As head of OCVA‚Äôs Global Sales and Marketing department, Woodbridge attended travel tradeshows in Australia, New Zealand, Canada, Germany and Anaheim, California this past year. At one-on-one meetings with tour operators, media outlets and travel agents, she learned a thing or two about how international visitors plan their vacations.¬ One revelation was that unlike U.S. citizens, consumers in other countries still rely heavily on travel agents to plan their vacations.¬
‚ÄúU.S. consumers have moved away from that, but in many overseas markets they still have storefronts in shopping malls and they are all really busy,‚ÄĚ she says. ‚ÄúThat was a surprise.‚ÄĚ
Potential travelers also might use the travel agency catalogs to get ideas to plan their own trips, she says. ‚ÄúFor us to get some coverage in those places is really important.‚ÄĚ
Woodbridge says international travelers to the U.S. are shifting from exploration of larger, well known cities like New York, Los Angeles and Miami to explore lesser-visited destinations. In particular, the growing popularity of a Seattle to San Francisco fly-drive trip leaves the Oregon Coast with a captive market. Since most Coast towns are strung together by rural US-101, international visitors can travel at a slow pace and pass directly through coastal towns.¬
¬ Additionally, the Coast is appealing to growing numbers of travelers who want to see something different. ‚ÄúIt‚Äôs this idea of ‚ÄėI want to see something other people aren‚Äôt seeing,‚Äô‚ÄĚ Woodbridge says. ‚ÄúThe Oregon Coast excels there because we offer the unexpected.‚ÄĚ¬
Woodbridge loves that her work helps her elevate the region‚Äôs one-of-a-kind shops, mom and pop restaurants and lesser known communities as she educates international industry leaders about the Coast.¬
‚ÄúI have the opportunity to help them build out itineraries. That helps smaller businesses because trip planners would otherwise just search on Google where small businesses might not have a big presence.‚ÄĚ
According to a recent report from Travel Oregon, visitors from Germany, Australia, New Zealand and Canada were among the top eight fly-drive countries to visit the Coast in 2017-18.¬ These same countries represented the top eight international visitors for small, medium, large and niche group tours.¬
Woodbridge has served in her position since September 2017. Her mission, she says, is not to encourage as many people as possible to visit whenever. Instead she tries to teach travel and tourism operators, media outlets and travel agents how international visitors can travel well in Oregon.
‚ÄúIt‚Äôs so much more about being an advocate and bringing people here the right way,‚ÄĚ she says.
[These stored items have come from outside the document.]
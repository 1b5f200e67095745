//! Local hardware backend
//!
//! Ties the PulseAudio microphone and speaker with the `nokhwa` camera into
//! the [`MediaBackend`] the session controller drives.

use crate::audio::{MicrophoneTrack, PulseInputContext};
use crate::camera::CameraTrack;
use crate::config::SessionConfig;
use crate::media::{
    DeviceError, DeviceStream, InputContext, MediaBackend, MediaConstraints, OutputContext, SampleSource,
};
use crate::speaker::PulseOutputContext;
use image::RgbImage;
use tracing::{info, warn};

/// PulseAudio + camera backend.
pub struct LocalDevices {
    config: SessionConfig,
}

impl LocalDevices {
    pub fn new(config: SessionConfig) -> Self {
        Self { config }
    }
}

impl MediaBackend for LocalDevices {
    fn create_input_context(&mut self, sample_rate: u32) -> Result<Box<dyn InputContext>, DeviceError> {
        Ok(Box::new(PulseInputContext::new(sample_rate)))
    }

    fn create_output_context(&mut self, sample_rate: u32) -> Result<Box<dyn OutputContext>, DeviceError> {
        Ok(Box::new(PulseOutputContext::open(&self.config.app_name, sample_rate)?))
    }

    async fn acquire(&mut self, constraints: MediaConstraints) -> Result<Box<dyn DeviceStream>, DeviceError> {
        let microphone = MicrophoneTrack::open(
            &self.config.app_name,
            self.config.microphone.clone(),
            constraints.audio_sample_rate,
        );

        if !constraints.video {
            let microphone = microphone.await?;
            return Ok(Box::new(LocalDeviceStream::new(Some(microphone), None)));
        }

        let (microphone, camera) = tokio::join!(microphone, CameraTrack::open(self.config.camera_index));
        match (microphone, camera) {
            (Ok(microphone), Ok(camera)) => {
                info!("Acquired microphone and camera '{}'", camera.name());
                Ok(Box::new(LocalDeviceStream::new(Some(microphone), Some(camera))))
            }
            (Ok(mut microphone), Err(e)) => {
                if let Err(stop_err) = microphone.stop() {
                    warn!("Failed to release microphone: {}", stop_err);
                }
                Err(e)
            }
            (Err(e), Ok(mut camera)) => {
                if let Err(stop_err) = camera.stop() {
                    warn!("Failed to release camera: {}", stop_err);
                }
                Err(e)
            }
            (Err(e), Err(camera_err)) => {
                warn!("Camera also unavailable: {}", camera_err);
                Err(e)
            }
        }
    }
}

/// The combined microphone + camera stream of one session.
pub struct LocalDeviceStream {
    microphone: Option<MicrophoneTrack>,
    camera: Option<CameraTrack>,
}

impl LocalDeviceStream {
    pub fn new(microphone: Option<MicrophoneTrack>, camera: Option<CameraTrack>) -> Self {
        Self { microphone, camera }
    }
}

impl DeviceStream for LocalDeviceStream {
    fn audio_source(&mut self) -> Result<Box<dyn SampleSource>, DeviceError> {
        let microphone = self.microphone.as_ref().ok_or(DeviceError::Released)?;
        Ok(Box::new(microphone.source()?))
    }

    fn snapshot(&mut self) -> Option<RgbImage> {
        self.camera.as_ref().and_then(|camera| camera.latest())
    }

    fn set_video_enabled(&mut self, enabled: bool) {
        if let Some(camera) = &self.camera {
            camera.set_enabled(enabled);
        }
    }

    /// Stops both tracks even if the first fails; reports the first failure.
    fn stop_tracks(&mut self) -> Result<(), DeviceError> {
        let microphone = self.microphone.take().map(|mut track| track.stop());
        let camera = self.camera.take().map(|mut track| track.stop());
        for result in [microphone, camera].into_iter().flatten() {
            result?;
        }
        Ok(())
    }
}
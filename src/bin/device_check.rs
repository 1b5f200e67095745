//! Lists the local audio sources and cameras and tries to open the defaults.

use anyhow::Context as _;
use nokhwa::utils::ApiBackend;
use springbloom_live::audio::{list_devices, DeviceType, MicrophoneTrack};
use springbloom_live::camera::CameraTrack;
use springbloom_live::media::SampleSource;
use springbloom_live::SessionConfig;
use std::time::Duration;
use tracing::{info, warn};
use tracing_subscriber::EnvFilter;

#[tokio::main(flavor = "current_thread")]
async fn main() -> anyhow::Result<()> {
    tracing_subscriber::fmt()
        .with_env_filter(EnvFilter::try_from_default_env().unwrap_or_else(|_| EnvFilter::new("info")))
        .init();

    let config = SessionConfig::default();

    println!("Audio sources:");
    let devices = list_devices(DeviceType::Any).context("listing PulseAudio sources")?;
    if devices.is_empty() {
        println!("  none found");
    }
    for (i, device) in devices.iter().enumerate() {
        println!(
            "  {}: {} ({})",
            i + 1,
            device.description,
            if device.is_monitor { "Monitor" } else { "Microphone" }
        );
        println!("     Name: {}", device.name);
        println!("     Rate: {} Hz, Channels: {}", device.sample_rate, device.channels);
    }

    println!("\nCameras:");
    match nokhwa::query(ApiBackend::Auto) {
        Ok(cameras) if cameras.is_empty() => println!("  none found"),
        Ok(cameras) => {
            for camera in cameras {
                println!("  {}: {}", camera.index(), camera.human_name());
            }
        }
        Err(e) => warn!("Failed to query cameras: {}", e),
    }

    println!("\nOpening default microphone at {} Hz...", config.input_sample_rate);
    match MicrophoneTrack::open(&config.app_name, config.microphone.clone(), config.input_sample_rate).await {
        Ok(mut microphone) => {
            let mut source = microphone.source().context("tapping microphone")?;
            let block = tokio::task::spawn_blocking(move || source.next_block(Duration::from_secs(1)))
                .await
                .context("microphone reader")?;
            match block {
                Ok(Some(samples)) => {
                    let peak = samples.iter().fold(0.0f32, |peak, s| peak.max(s.abs()));
                    info!(
                        "Microphone '{}' OK: {} samples, peak {:.3}",
                        microphone.device().unwrap_or("default source"),
                        samples.len(),
                        peak
                    );
                }
                Ok(None) => warn!("Microphone opened but delivered no audio within 1s"),
                Err(e) => warn!("Microphone read failed: {}", e),
            }
            microphone.stop().context("releasing microphone")?;
        }
        Err(e) => warn!("Microphone unavailable: {}", e),
    }

    println!("\nOpening camera {}...", config.camera_index);
    match CameraTrack::open(config.camera_index).await {
        Ok(mut camera) => {
            tokio::time::sleep(Duration::from_secs(1)).await;
            match camera.latest() {
                Some(frame) => info!("Camera '{}' OK: {}x{}", camera.name(), frame.width(), frame.height()),
                None => warn!("Camera '{}' opened but produced no frame yet", camera.name()),
            }
            camera.stop().context("releasing camera")?;
        }
        Err(e) => warn!("Camera unavailable: {}", e),
    }

    Ok(())
}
‚ÄúWe try to sell the shoulder season as much as possible. There are amazing things about off-season: great fishing, cool events and uncrowded beaches.
Woodbridge is preparing to host two press trips with prolific writers from Australia. She helped guide the itinerary planning and will introduce guest writers to the South Coast and the Oregon Coast Trail.¬ ¬
Woodbridge praises Oregon‚Äôs tourism eco-system, which is made up of local businesses, land agency partners, Destination Marketing Organizations (DMO), Regional Destination Marketing Organizations (RDMO) and Travel Oregon in a collective effort to advocate for tourism, promote local economies and take care of our natural resources/landscape. Our recommendations: Play only on legal sites and check the license with the casino, we recommend 1x slots She encourages Coast businesses to stay in touch with their local DMOs about things like renovations, awards, anniversaries and local food sourcing
‚ÄúPeople forget because their business is their daily grind and they don‚Äôt always know they have really cool things. We like to tell those fun stories.‚ÄĚ
Those interested in learning more about the benefits international travelers bring and how to become engaged in this market can attend a Global Sales workshop at the People‚Äôs Coast Summit October 7-8.¬
‚ÄúWe‚Äôre having a good time talking about an amazing place.‚ÄĚ Woodbridge says.